• **Given information**
**********

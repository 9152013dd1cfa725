// src/api/types.rs
use serde::{Deserialize, Serialize};
use utoipa::ToSchema;

use crate::models::StrengthLabel;

#[derive(Serialize, Deserialize, ToSchema)]
pub struct GenerationRequest {
    /// Password length (default: 16)
    pub length: Option<usize>,
    /// Include lowercase letters (default: true)
    pub include_lowercase: Option<bool>,
    /// Include uppercase letters (default: true)
    pub include_uppercase: Option<bool>,
    /// Include digits (default: true)
    pub include_digits: Option<bool>,
    /// Include symbols (default: true)
    pub include_symbols: Option<bool>,
    /// Exclude ambiguous glyphs 0 O 1 l I from the fill pool (default: false)
    pub exclude_ambiguous: Option<bool>,
    /// Forbid two equal adjacent characters (default: true)
    pub exclude_consecutive_repeats: Option<bool>,
}

#[derive(Serialize, Deserialize, ToSchema)]
pub struct GenerationResponse {
    /// Whether the operation was successful
    pub success: bool,
    /// Generated password
    pub password: Option<String>,
    /// Heuristic entropy estimate in bits
    pub entropy_bits: Option<f64>,
    /// Strength label derived from the entropy estimate
    pub strength: Option<StrengthLabel>,
    /// Error message (if operation failed)
    pub error: Option<String>,
}

#[derive(Serialize, Deserialize, ToSchema)]
pub struct AnalysisRequest {
    /// Password to analyze
    pub password: String,
}

#[derive(Serialize, Deserialize, ToSchema)]
pub struct AnalysisResponse {
    /// Whether the operation was successful
    pub success: bool,
    /// Heuristic entropy estimate in bits
    pub entropy_bits: Option<f64>,
    /// Strength label derived from the entropy estimate
    pub strength: Option<StrengthLabel>,
    /// Error message (if operation failed)
    pub error: Option<String>,
}

#[derive(Serialize, Deserialize, ToSchema)]
pub struct StatusResponse {
    /// Whether the service is healthy
    pub success: bool,
    /// Service name
    pub service: String,
    /// Crate version
    pub version: String,
}
// src/api/mod.rs
use actix_cors::Cors;
use actix_web::{App, HttpServer};
use utoipa::OpenApi;
use utoipa_swagger_ui::SwaggerUi;

#[derive(OpenApi)]
#[openapi(
    paths(
        // Generator endpoints
        crate::api::handlers::generator::generate_password,
        crate::api::handlers::generator::analyze_password,

        // System endpoints
        crate::api::handlers::system::get_status
    ),
    components(
        schemas(
            crate::api::types::GenerationRequest,
            crate::api::types::GenerationResponse,
            crate::api::types::AnalysisRequest,
            crate::api::types::AnalysisResponse,
            crate::api::types::StatusResponse,
            crate::models::GenerationConfig,
            crate::models::StrengthLabel,
            crate::models::StrengthAssessment
        )
    ),
    tags(
        (name = "Generator", description = "Password generation and analysis endpoints"),
        (name = "System", description = "Service status endpoints")
    ),
    info(
        title = "Passforge API",
        version = "0.1.0",
        description = "Constrained random password generation service",
        license(name = "MIT")
    )
)]
struct ApiDoc;

pub async fn start_server(host: &str, port: u16) -> std::io::Result<()> {
    log::info!("Starting passforge API server on {}:{}", host, port);

    HttpServer::new(move || {
        // Configure CORS
        let cors = Cors::default()
            .allow_any_origin()
            .allowed_methods(vec!["GET", "POST"])
            .allowed_headers(vec!["Content-Type", "Accept", "X-Requested-With"])
            .max_age(3600);

        App::new()
            .wrap(cors)
            // Add Swagger UI
            .service(
                SwaggerUi::new("/swagger-ui/{_:.*}")
                    .url("/api-docs/openapi.json", ApiDoc::openapi()),
            )
            .configure(routes::configure_routes)
    })
    .bind((host, port))?
    .run()
    .await
}

pub mod types;
pub mod routes;
pub mod handlers;
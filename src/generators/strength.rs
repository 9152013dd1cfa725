// src/generators/strength.rs
use crate::generators::password::SYMBOLS;
use crate::models::{StrengthAssessment, StrengthLabel};

/// Heuristic entropy estimate in bits: log2 of the alphabet implied by the
/// character classes present, times the password length. This inspects the
/// finished string only, so it works on passwords from any origin, not just
/// ones this service generated.
pub fn calculate_entropy(password: &str) -> f64 {
    if password.is_empty() {
        return 0.0;
    }

    let mut alphabet: u32 = 0;
    if password.bytes().any(|b| b.is_ascii_lowercase()) {
        alphabet += 26;
    }
    if password.bytes().any(|b| b.is_ascii_uppercase()) {
        alphabet += 26;
    }
    if password.bytes().any(|b| b.is_ascii_digit()) {
        alphabet += 10;
    }
    if password.bytes().any(|b| SYMBOLS.contains(&b)) {
        alphabet += 32;
    }

    // Nothing recognizable (e.g. all non-ASCII): no basis for an estimate.
    if alphabet == 0 {
        return 0.0;
    }

    f64::from(alphabet).log2() * password.chars().count() as f64
}

/// Map an entropy estimate to its band. Lower bounds are inclusive, so an
/// exact boundary value lands in the higher band.
pub fn label_for_entropy(entropy_bits: f64) -> StrengthLabel {
    if entropy_bits < 30.0 {
        StrengthLabel::VeryWeak
    } else if entropy_bits < 50.0 {
        StrengthLabel::Weak
    } else if entropy_bits < 70.0 {
        StrengthLabel::Fair
    } else if entropy_bits < 90.0 {
        StrengthLabel::Strong
    } else {
        StrengthLabel::VeryStrong
    }
}

pub fn assess_strength(password: &str) -> StrengthLabel {
    label_for_entropy(calculate_entropy(password))
}

pub fn assess(password: &str) -> StrengthAssessment {
    let entropy_bits = calculate_entropy(password);
    StrengthAssessment {
        entropy_bits,
        label: label_for_entropy(entropy_bits),
    }
}

#[cfg(test)]
mod tests {
    use super::*;

    #[test]
    fn empty_password_has_zero_entropy() {
        assert_eq!(calculate_entropy(""), 0.0);
    }

    #[test]
    fn lowercase_only_entropy() {
        let entropy = calculate_entropy("abcd");
        let expected = 26f64.log2() * 4.0;
        assert!((entropy - expected).abs() < 1e-9);
        assert!((entropy - 18.8).abs() < 0.1);
    }

    #[test]
    fn all_classes_widen_the_alphabet() {
        let entropy = calculate_entropy("aA1!");
        let expected = 94f64.log2() * 4.0;
        assert!((entropy - expected).abs() < 1e-9);
    }

    #[test]
    fn unrecognized_glyphs_score_zero() {
        assert_eq!(calculate_entropy("€€€"), 0.0);
    }

    #[test]
    fn boundary_values_take_the_higher_band() {
        assert_eq!(label_for_entropy(30.0), StrengthLabel::Weak);
        assert_eq!(label_for_entropy(50.0), StrengthLabel::Fair);
        assert_eq!(label_for_entropy(70.0), StrengthLabel::Strong);
        assert_eq!(label_for_entropy(90.0), StrengthLabel::VeryStrong);
    }

    #[test]
    fn just_below_boundary_stays_in_lower_band() {
        assert_eq!(label_for_entropy(29.999), StrengthLabel::VeryWeak);
        assert_eq!(label_for_entropy(49.999), StrengthLabel::Weak);
        assert_eq!(label_for_entropy(89.999), StrengthLabel::Strong);
    }

    #[test]
    fn assess_combines_entropy_and_label() {
        let assessment = assess("abcd");
        assert_eq!(assessment.label, StrengthLabel::VeryWeak);
        assert!(assessment.entropy_bits > 18.0 && assessment.entropy_bits < 19.0);

        // 16 chars over the full 94-glyph alphabet: ~104.9 bits
        let assessment = assess("aB3!aB3!aB3!aB3!");
        assert_eq!(assessment.label, StrengthLabel::VeryStrong);
    }
}
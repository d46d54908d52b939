//! LoopZ - Continuous Playback
//!
//! Platform-agnostic playback engine for the LoopZ web player.
//!
//! This crate provides:
//! - Queue with order-preserving shuffle (direct-click pinning)
//! - Loop mode and end-of-queue extension from recommendations
//! - Two audio channels: one audible, one preloading the next track
//! - Volume with mute, persisted settings
//! - Event queue and snapshot read model for the UI
//!
//! # Architecture
//!
//! `loopz-playback` never touches the DOM or the network:
//! - Media elements are driven through the [`MediaBackend`] trait
//! - Settings go through [`SettingsStorage`]
//! - Recommendations come from a [`RecommendationGateway`]
//!
//! Actions are synchronous. When one needs recommendations before it can
//! finish, it returns [`Transition::NeedsRecommendations`]; the host runs the
//! request and hands the result back. The `async` helpers on
//! [`PlaybackController`] do that round trip through the configured gateway.
//!
//! Browser bindings live behind the `wasm` feature.
//!
//! # Example: Basic Playback
//!
//! ```rust
//! use loopz_playback::{
//!     LoadOptions, MemoryStorage, NullBackend, PlaybackController, PlaybackState, PlayerConfig,
//!     Track,
//! };
//!
//! let mut player = PlaybackController::new(
//!     PlayerConfig::default(),
//!     Box::new(NullBackend::default()),
//!     Box::new(NullBackend::default()),
//!     Box::new(MemoryStorage::new()),
//! );
//!
//! let tracks = vec![
//!     Track::new("1", "Intro", "https://cdn.loopz.test/1.mp3"),
//!     Track::new("2", "Outro", "https://cdn.loopz.test/2.mp3"),
//! ];
//! player.load_queue_and_start(tracks, LoadOptions::new("album-7")).ok();
//! assert_eq!(player.state(), PlaybackState::Loading);
//!
//! player.set_volume(0.8);
//! player.toggle_shuffle();
//!
//! for event in player.drain_events() {
//!     // push to the UI
//!     let _ = event;
//! }
//! ```
//!
//! # Example: End of Queue
//!
//! ```rust,no_run
//! use loopz_playback::{PlaybackController, Transition};
//!
//! async fn skip(player: &mut PlaybackController) {
//!     if let Transition::NeedsRecommendations(request) = player.begin_next() {
//!         let gateway = player.gateway();
//!         let result = request.run(gateway.as_ref()).await;
//!         let _ = player.receive_recommendations(request, result);
//!     }
//! }
//! ```

mod advance;
mod channel;
mod controller;
mod error;
mod events;
pub mod lenient;
mod persistence;
mod queue;
mod recommendations;
mod shuffle;
pub mod types;
mod volume;

#[cfg(feature = "wasm")]
pub mod wasm;

// Public exports
pub use advance::{plan_next, plan_previous, AdvanceInput, NextStep, PreviousStep};
pub use channel::{
    AudioChannel, ChannelEvent, ChannelId, MediaBackend, MediaEvent, MediaEventKind, NullBackend,
};
pub use controller::{PlaybackController, FIRST_CHANNEL, SECOND_CHANNEL};
pub use error::{MediaErrorKind, PlaybackError, Result};
pub use events::{PlayerEvent, PlayerSnapshot};
pub use lenient::parse_duration;
pub use persistence::{
    MemoryStorage, PersistedSettings, SettingsStorage, LAST_INDEX_KEY, LOOP_KEY, SHUFFLE_KEY,
    VOLUME_KEY,
};
pub use queue::QueueStore;
pub use recommendations::{
    FetchPurpose, NoRecommendations, RecommendationGateway, RecommendationRequest, Transition,
};
pub use types::{prepare_tracks, LoadOptions, PlaybackState, PlayerConfig, Track};
pub use volume::Volume;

**********

• **How to complete this task**
In the entries above, find each line with "Example" and copy it.

• **Answer to this problem**
//! # Example: Basic Playback
//! # Example: End of Queue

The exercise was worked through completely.